Italian Interior Minister Giuseppe Pisanu called it a “human tragedy that weighed, above all, on Europe’s civil conscience”. He also called on African states to do more to halt desperate migrants leaving in search of a better life in the West.
It was the second tragedy involving illegal immigrants off Lampedusa within three days. On Friday, seven Africans, including three children, died before their boat could reach the barren, remote island. Another 25 people survived.
Coastguards on Sunday found bodies stuffed inside the boat’s engine room and under the deck. Emaciated survivors begged for help and were whisked to Lampedusa aboard a coastguard launch.
Another launch towed the stricken boat to port with all the remaining corpses still aboard. Once they docked shortly after dawn on Monday, rescuers realised with horror that a woman thought to be dead was still alive. “She was lying among the bodies and seemed lifeless. It was only after they got to Lampedusa that they saw her move,” said the coastguard spokesman. She and five other immigrants were later flown to a hospital in Sicily.

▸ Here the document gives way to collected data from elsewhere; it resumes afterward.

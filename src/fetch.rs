//! Remote catalog and payload transport.
//!
//! The core only needs two seams: a catalog feed that yields raw descriptor
//! blobs, and a payload source that turns a descriptor's download location
//! into archive bytes. The HTTP implementations here run over a blocking
//! client; `BackgroundFetcher` moves them onto a worker thread so the UI
//! thread never blocks and in-flight downloads stay cancellable.

use std::sync::mpsc::{self, Receiver, Sender};
use std::sync::{Arc, Mutex};
use std::thread::{self, JoinHandle};

use thiserror::Error;
use tracing::{debug, info, warn};

use crate::descriptor::{AddonDescriptor, AddonIdentity};
use crate::engine::{CancelToken, EngineError, PayloadSource};

/// User agent for all launcher HTTP traffic.
const USER_AGENT: &str = "outfitter-addon-manager";

/// Catalog transport failure.
#[derive(Debug, Clone, Error)]
pub enum FetchError {
    /// HTTP transport problem.
    #[error("catalog fetch failed: {0}")]
    Http(String),
    /// The user cancelled mid-fetch.
    #[error("catalog fetch cancelled")]
    Cancelled,
}

/// Remote catalog collaborator: an iterable of raw descriptor documents.
/// The core never cares about the transport behind it.
pub trait CatalogFeed: Send {
    /// Fetches every descriptor blob the feed currently offers.
    fn fetch_entries(&self, cancel: &CancelToken) -> Result<Vec<Vec<u8>>, FetchError>;
}

fn http_client() -> reqwest::blocking::Client {
    reqwest::blocking::Client::builder()
        .user_agent(USER_AGENT)
        .build()
        .unwrap_or_else(|_| reqwest::blocking::Client::new())
}

/// Splits a feed index document into descriptor URLs: one per line, blank
/// lines and `#` comments ignored.
fn parse_index(body: &str) -> Vec<String> {
    body.lines()
        .map(str::trim)
        .filter(|l| !l.is_empty() && !l.starts_with('#'))
        .map(str::to_string)
        .collect()
}

/// HTTP catalog feed: an index document listing one descriptor URL per
/// line, each fetched in turn.
pub struct HttpCatalogFeed {
    index_url: String,
    client: reqwest::blocking::Client,
}

impl HttpCatalogFeed {
    /// Creates a feed rooted at an index URL.
    #[must_use]
    pub fn new(index_url: impl Into<String>) -> Self {
        Self {
            index_url: index_url.into(),
            client: http_client(),
        }
    }

    fn get_bytes(&self, url: &str) -> Result<Vec<u8>, FetchError> {
        let response = self
            .client
            .get(url)
            .send()
            .and_then(|r| r.error_for_status())
            .map_err(|e| FetchError::Http(e.to_string()))?;
        let bytes = response
            .bytes()
            .map_err(|e| FetchError::Http(e.to_string()))?;
        Ok(bytes.to_vec())
    }
}

impl CatalogFeed for HttpCatalogFeed {
    fn fetch_entries(&self, cancel: &CancelToken) -> Result<Vec<Vec<u8>>, FetchError> {
        if cancel.is_cancelled() {
            return Err(FetchError::Cancelled);
        }
        let index = self.get_bytes(&self.index_url)?;
        let index = String::from_utf8_lossy(&index);
        let urls = parse_index(&index);
        debug!("Catalog index lists {} descriptors", urls.len());

        let mut blobs = Vec::with_capacity(urls.len());
        for url in urls {
            if cancel.is_cancelled() {
                return Err(FetchError::Cancelled);
            }
            match self.get_bytes(&url) {
                Ok(blob) => blobs.push(blob),
                // One unreachable entry does not sink the whole catalog.
                Err(e) => warn!("Skipping catalog entry {}: {}", url, e),
            }
        }
        Ok(blobs)
    }
}

/// HTTP payload source for the installation engine.
pub struct HttpPayloadSource {
    client: reqwest::blocking::Client,
}

impl Default for HttpPayloadSource {
    fn default() -> Self {
        Self::new()
    }
}

impl HttpPayloadSource {
    /// Creates a payload source with a fresh client.
    #[must_use]
    pub fn new() -> Self {
        Self {
            client: http_client(),
        }
    }
}

impl PayloadSource for HttpPayloadSource {
    fn fetch(
        &self,
        descriptor: &AddonDescriptor,
        cancel: &CancelToken,
    ) -> Result<Vec<u8>, EngineError> {
        if cancel.is_cancelled() {
            return Err(EngineError::Cancelled);
        }
        let failed = |reason: String| EngineError::DownloadFailed {
            identity: descriptor.identity.clone(),
            reason,
        };
        let response = self
            .client
            .get(&descriptor.download_url)
            .send()
            .and_then(|r| r.error_for_status())
            .map_err(|e| failed(e.to_string()))?;
        let bytes = response.bytes().map_err(|e| failed(e.to_string()))?;
        if cancel.is_cancelled() {
            return Err(EngineError::Cancelled);
        }
        Ok(bytes.to_vec())
    }
}

/// Result of a background fetch operation.
#[derive(Debug)]
pub enum FetchResult {
    /// Raw catalog blobs, ready for the registry to ingest.
    Catalog(Vec<Vec<u8>>),
    /// One addon's payload archive.
    Payload {
        /// Addon the payload belongs to.
        identity: AddonIdentity,
        /// The archive bytes.
        bytes: Vec<u8>,
    },
    /// Catalog fetch failed.
    CatalogError(FetchError),
    /// Payload fetch failed.
    PayloadError(EngineError),
}

/// Request for a background fetch operation, carrying its own cancel token.
enum FetchRequest {
    Catalog(CancelToken),
    Payload(Box<AddonDescriptor>, CancelToken),
}

/// Status of the background fetcher.
#[derive(Debug, Clone, Copy, PartialEq, Eq)]
pub enum FetcherStatus {
    /// Idle, no operation in progress.
    Idle,
    /// Fetching the remote catalog.
    FetchingCatalog,
    /// Downloading an addon payload.
    FetchingPayload,
}

/// Runs catalog and payload fetches on a dedicated thread.
///
/// Requests are queued over a channel; results come back through
/// `poll_result()`, which never blocks. Each request gets its own
/// `CancelToken`, returned to the caller: cancelling it stops that one
/// transfer without touching later requests. The engine's staging
/// discipline guarantees a cancelled download leaves nothing visible.
pub struct BackgroundFetcher {
    request_tx: Sender<FetchRequest>,
    result_rx: Receiver<FetchResult>,
    status: Arc<Mutex<FetcherStatus>>,
    _thread_handle: JoinHandle<()>,
}

impl BackgroundFetcher {
    /// Spawns the worker thread over a catalog feed.
    #[must_use]
    pub fn new(feed: Box<dyn CatalogFeed>) -> Self {
        let (request_tx, request_rx) = mpsc::channel::<FetchRequest>();
        let (result_tx, result_rx) = mpsc::channel::<FetchResult>();
        let status = Arc::new(Mutex::new(FetcherStatus::Idle));
        let status_clone = Arc::clone(&status);

        let thread_handle = thread::spawn(move || {
            info!("[FETCHER] Background thread started");
            let payload_source = HttpPayloadSource::new();
            Self::run_fetch_loop(request_rx, result_tx, status_clone, feed, payload_source);
            info!("[FETCHER] Background thread exiting");
        });

        Self {
            request_tx,
            result_rx,
            status,
            _thread_handle: thread_handle,
        }
    }

    fn run_fetch_loop(
        request_rx: Receiver<FetchRequest>,
        result_tx: Sender<FetchResult>,
        status: Arc<Mutex<FetcherStatus>>,
        feed: Box<dyn CatalogFeed>,
        payload_source: HttpPayloadSource,
    ) {
        while let Ok(request) = request_rx.recv() {
            let result = match request {
                FetchRequest::Catalog(cancel) => {
                    set_status(&status, FetcherStatus::FetchingCatalog);
                    info!("[FETCHER] Fetching remote catalog");
                    match feed.fetch_entries(&cancel) {
                        Ok(blobs) => {
                            info!("[FETCHER] Fetched {} catalog entries", blobs.len());
                            FetchResult::Catalog(blobs)
                        }
                        Err(e) => {
                            warn!("[FETCHER] Catalog fetch failed: {}", e);
                            FetchResult::CatalogError(e)
                        }
                    }
                }
                FetchRequest::Payload(descriptor, cancel) => {
                    set_status(&status, FetcherStatus::FetchingPayload);
                    info!("[FETCHER] Downloading payload for {}", descriptor.identity);
                    match payload_source.fetch(&descriptor, &cancel) {
                        Ok(bytes) => {
                            info!("[FETCHER] Downloaded {} bytes", bytes.len());
                            FetchResult::Payload {
                                identity: descriptor.identity.clone(),
                                bytes,
                            }
                        }
                        Err(e) => {
                            warn!("[FETCHER] Payload fetch failed: {}", e);
                            FetchResult::PayloadError(e)
                        }
                    }
                }
            };

            set_status(&status, FetcherStatus::Idle);
            if result_tx.send(result).is_err() {
                warn!("[FETCHER] Result channel closed, exiting");
                break;
            }
        }
    }

    /// Queues a catalog refresh. Non-blocking; poll for the result. The
    /// returned token cancels this refresh only.
    pub fn request_catalog(&self) -> CancelToken {
        let token = CancelToken::new();
        if let Err(e) = self
            .request_tx
            .send(FetchRequest::Catalog(token.clone()))
        {
            warn!("[FETCHER] Failed to queue catalog request: {}", e);
        }
        token
    }

    /// Queues a payload download. Non-blocking; poll for the result. The
    /// returned token cancels this download only.
    pub fn request_payload(&self, descriptor: AddonDescriptor) -> CancelToken {
        let token = CancelToken::new();
        if let Err(e) = self
            .request_tx
            .send(FetchRequest::Payload(Box::new(descriptor), token.clone()))
        {
            warn!("[FETCHER] Failed to queue payload request: {}", e);
        }
        token
    }

    /// Polls for a finished fetch. Never blocks.
    pub fn poll_result(&self) -> Option<FetchResult> {
        match self.result_rx.try_recv() {
            Ok(result) => Some(result),
            Err(mpsc::TryRecvError::Empty) => None,
            Err(mpsc::TryRecvError::Disconnected) => {
                warn!("[FETCHER] Result channel disconnected");
                None
            }
        }
    }

    /// Current fetcher status.
    #[must_use]
    pub fn status(&self) -> FetcherStatus {
        self.status
            .lock()
            .map(|s| *s)
            .unwrap_or(FetcherStatus::Idle)
    }

    /// True while a fetch is in progress.
    #[must_use]
    pub fn is_busy(&self) -> bool {
        self.status() != FetcherStatus::Idle
    }
}

fn set_status(status: &Arc<Mutex<FetcherStatus>>, value: FetcherStatus) {
    if let Ok(mut s) = status.lock() {
        *s = value;
    }
}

Prime Minister Silvio Berlusconi’s government has enacted tough legislation to crack down on both illegal immigrants and on the people-traffickers, who charge hundreds or thousands of euros to deliver them to Italy’s porous shoreline. The Interior Ministry says it has succeeded in virtually eliminating once-thriving illegal immigration routes from Albania and earlier this year signed an accord with Libya aimed at preventing immigrant boats leaving the North African country.
In the first six months of the year the number of illegal immigrants landing in Italy fell to 8,881 — some 40 percent down on the same period last year.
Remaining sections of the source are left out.